**Problem details**
Only the lines below between the ones containing "use crate::scratch::ScratchDir;" and "pub struct MediaService", inclusive, are to be reproduced, each exactly as it stands.

**Stored data**
****************************************

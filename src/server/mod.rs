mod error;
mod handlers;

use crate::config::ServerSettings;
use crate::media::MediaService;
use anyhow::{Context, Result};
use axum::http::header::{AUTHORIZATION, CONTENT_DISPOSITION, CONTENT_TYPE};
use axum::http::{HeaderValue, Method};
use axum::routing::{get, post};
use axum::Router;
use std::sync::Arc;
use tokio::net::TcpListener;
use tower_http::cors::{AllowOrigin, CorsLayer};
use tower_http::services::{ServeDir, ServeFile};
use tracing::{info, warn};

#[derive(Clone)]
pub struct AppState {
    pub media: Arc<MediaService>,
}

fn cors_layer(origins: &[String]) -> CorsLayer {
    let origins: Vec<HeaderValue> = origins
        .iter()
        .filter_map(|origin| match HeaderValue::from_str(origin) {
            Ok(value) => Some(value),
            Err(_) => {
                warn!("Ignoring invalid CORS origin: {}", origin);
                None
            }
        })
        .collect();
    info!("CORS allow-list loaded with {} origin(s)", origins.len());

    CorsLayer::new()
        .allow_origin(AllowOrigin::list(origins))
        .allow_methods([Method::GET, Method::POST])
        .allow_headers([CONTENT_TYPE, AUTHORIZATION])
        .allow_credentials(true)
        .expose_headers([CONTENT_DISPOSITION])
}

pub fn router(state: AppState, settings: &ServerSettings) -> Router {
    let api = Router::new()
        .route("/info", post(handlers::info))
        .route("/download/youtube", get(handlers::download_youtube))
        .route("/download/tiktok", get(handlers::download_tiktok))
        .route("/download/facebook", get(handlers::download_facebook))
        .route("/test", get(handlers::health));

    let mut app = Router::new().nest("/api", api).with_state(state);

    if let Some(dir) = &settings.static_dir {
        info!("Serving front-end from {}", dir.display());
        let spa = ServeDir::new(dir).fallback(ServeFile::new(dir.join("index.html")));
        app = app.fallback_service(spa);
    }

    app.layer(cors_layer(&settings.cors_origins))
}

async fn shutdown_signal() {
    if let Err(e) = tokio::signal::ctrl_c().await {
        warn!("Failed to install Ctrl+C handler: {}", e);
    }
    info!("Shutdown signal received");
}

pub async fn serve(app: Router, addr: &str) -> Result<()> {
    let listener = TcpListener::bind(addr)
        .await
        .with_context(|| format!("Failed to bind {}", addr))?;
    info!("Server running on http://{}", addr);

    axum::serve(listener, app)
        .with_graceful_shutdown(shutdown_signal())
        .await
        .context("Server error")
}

****************************************

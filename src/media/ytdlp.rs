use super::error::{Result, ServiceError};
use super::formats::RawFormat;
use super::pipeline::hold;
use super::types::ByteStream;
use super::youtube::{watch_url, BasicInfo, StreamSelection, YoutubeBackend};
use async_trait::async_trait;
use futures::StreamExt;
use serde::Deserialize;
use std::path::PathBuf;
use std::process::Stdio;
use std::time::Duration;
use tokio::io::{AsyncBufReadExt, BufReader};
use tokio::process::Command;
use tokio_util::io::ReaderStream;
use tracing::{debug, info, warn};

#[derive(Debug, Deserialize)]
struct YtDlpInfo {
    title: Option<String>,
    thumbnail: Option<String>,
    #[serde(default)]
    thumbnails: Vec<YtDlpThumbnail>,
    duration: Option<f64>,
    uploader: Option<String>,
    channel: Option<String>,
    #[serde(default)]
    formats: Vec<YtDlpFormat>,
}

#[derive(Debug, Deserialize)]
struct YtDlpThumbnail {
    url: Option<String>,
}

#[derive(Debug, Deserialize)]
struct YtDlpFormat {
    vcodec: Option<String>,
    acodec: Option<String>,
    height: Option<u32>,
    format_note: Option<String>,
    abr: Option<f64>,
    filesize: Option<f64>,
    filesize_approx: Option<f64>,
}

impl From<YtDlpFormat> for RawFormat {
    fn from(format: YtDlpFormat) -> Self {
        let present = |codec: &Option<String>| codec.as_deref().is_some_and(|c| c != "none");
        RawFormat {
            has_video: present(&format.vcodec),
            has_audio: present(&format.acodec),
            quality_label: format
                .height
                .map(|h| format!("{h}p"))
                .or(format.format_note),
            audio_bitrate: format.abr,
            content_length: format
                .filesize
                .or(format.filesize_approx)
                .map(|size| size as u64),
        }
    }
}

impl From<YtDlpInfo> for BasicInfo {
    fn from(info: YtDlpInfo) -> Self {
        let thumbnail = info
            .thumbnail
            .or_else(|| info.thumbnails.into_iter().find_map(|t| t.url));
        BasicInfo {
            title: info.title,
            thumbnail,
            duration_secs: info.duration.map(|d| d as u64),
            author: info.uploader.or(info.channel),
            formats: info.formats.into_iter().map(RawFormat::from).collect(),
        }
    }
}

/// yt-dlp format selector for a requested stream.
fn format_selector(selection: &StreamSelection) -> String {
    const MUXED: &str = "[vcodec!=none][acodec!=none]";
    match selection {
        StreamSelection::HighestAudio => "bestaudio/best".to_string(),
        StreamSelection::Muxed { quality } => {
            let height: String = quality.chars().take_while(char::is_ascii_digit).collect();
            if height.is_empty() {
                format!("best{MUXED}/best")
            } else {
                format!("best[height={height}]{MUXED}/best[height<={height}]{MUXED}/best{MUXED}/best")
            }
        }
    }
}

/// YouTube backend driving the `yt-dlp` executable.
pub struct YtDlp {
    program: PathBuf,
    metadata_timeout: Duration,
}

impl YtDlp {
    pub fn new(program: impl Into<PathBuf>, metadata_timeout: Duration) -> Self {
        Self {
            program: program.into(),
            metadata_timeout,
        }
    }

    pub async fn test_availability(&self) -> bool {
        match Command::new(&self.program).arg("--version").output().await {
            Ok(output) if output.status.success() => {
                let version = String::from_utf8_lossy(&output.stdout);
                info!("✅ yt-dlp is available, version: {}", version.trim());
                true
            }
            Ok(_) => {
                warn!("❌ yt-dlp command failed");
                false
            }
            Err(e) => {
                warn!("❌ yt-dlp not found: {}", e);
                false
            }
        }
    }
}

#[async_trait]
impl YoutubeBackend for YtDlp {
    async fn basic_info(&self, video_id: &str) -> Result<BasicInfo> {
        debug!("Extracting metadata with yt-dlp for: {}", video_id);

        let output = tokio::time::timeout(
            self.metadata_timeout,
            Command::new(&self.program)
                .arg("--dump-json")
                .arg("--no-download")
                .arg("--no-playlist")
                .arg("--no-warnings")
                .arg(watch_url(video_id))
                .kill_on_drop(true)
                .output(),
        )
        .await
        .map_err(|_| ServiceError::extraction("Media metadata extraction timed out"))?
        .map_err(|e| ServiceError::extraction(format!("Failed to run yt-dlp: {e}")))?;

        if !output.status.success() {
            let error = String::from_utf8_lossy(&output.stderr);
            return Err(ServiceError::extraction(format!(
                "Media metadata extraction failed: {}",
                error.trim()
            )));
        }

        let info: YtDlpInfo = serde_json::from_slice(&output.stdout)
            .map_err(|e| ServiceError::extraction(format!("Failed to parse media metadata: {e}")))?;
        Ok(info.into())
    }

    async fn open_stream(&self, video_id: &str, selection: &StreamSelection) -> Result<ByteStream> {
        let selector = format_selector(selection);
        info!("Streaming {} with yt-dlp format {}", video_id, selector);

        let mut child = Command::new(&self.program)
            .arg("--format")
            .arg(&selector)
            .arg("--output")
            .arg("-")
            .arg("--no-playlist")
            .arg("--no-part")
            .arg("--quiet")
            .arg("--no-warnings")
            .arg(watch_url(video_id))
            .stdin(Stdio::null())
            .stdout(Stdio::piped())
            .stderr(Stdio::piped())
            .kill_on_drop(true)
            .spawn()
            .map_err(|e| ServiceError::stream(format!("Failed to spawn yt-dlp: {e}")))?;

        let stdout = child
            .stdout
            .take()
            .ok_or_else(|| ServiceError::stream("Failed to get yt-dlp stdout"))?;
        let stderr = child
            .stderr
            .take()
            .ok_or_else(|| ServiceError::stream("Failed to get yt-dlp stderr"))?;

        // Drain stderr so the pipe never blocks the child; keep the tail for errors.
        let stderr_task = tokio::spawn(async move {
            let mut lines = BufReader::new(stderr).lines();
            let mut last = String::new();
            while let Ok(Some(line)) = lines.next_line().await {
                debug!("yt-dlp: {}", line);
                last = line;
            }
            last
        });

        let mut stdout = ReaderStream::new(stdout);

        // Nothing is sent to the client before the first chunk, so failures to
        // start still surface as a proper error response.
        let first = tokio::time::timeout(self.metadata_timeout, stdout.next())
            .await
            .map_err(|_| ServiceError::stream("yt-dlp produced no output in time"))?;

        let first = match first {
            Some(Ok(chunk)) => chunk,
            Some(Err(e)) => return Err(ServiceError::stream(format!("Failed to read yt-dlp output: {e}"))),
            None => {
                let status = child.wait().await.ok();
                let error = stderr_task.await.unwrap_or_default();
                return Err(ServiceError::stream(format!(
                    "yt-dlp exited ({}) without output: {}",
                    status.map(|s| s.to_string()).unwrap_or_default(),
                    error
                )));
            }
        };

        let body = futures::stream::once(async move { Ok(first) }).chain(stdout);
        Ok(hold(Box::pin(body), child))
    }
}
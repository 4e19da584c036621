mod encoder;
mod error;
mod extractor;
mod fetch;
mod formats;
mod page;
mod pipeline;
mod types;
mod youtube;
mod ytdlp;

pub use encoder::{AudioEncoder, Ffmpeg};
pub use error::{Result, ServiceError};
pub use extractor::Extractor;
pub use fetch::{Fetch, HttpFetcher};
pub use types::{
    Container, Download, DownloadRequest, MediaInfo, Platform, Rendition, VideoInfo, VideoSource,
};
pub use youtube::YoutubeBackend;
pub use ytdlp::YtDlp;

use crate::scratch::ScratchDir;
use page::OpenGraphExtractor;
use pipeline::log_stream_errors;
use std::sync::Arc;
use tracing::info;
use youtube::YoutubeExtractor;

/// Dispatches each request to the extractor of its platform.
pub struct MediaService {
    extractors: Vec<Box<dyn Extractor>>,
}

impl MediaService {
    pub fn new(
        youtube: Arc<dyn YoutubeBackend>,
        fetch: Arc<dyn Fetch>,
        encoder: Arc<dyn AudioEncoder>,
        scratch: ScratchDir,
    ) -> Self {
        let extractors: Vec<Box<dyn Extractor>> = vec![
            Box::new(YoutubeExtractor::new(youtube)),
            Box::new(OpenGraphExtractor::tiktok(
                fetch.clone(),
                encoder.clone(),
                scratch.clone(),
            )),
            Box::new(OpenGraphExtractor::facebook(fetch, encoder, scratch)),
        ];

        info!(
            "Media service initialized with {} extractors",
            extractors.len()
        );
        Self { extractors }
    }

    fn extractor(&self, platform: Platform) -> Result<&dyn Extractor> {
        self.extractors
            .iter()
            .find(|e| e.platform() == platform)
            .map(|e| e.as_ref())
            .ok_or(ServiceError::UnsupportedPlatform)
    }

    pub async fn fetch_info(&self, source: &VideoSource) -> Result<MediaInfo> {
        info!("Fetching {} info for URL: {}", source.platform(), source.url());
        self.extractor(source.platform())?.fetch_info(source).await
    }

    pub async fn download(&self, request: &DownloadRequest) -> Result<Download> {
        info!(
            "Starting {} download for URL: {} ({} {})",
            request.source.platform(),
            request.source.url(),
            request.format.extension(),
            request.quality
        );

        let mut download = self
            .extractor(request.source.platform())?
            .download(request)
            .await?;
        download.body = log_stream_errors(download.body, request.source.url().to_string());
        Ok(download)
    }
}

****************************************

**Answer box**
use crate::scratch::ScratchDir;
use page::OpenGraphExtractor;
use pipeline::log_stream_errors;
use std::sync::Arc;
use tracing::info;
use youtube::YoutubeExtractor;

/// Dispatches each request to the extractor of its platform.
pub struct MediaService {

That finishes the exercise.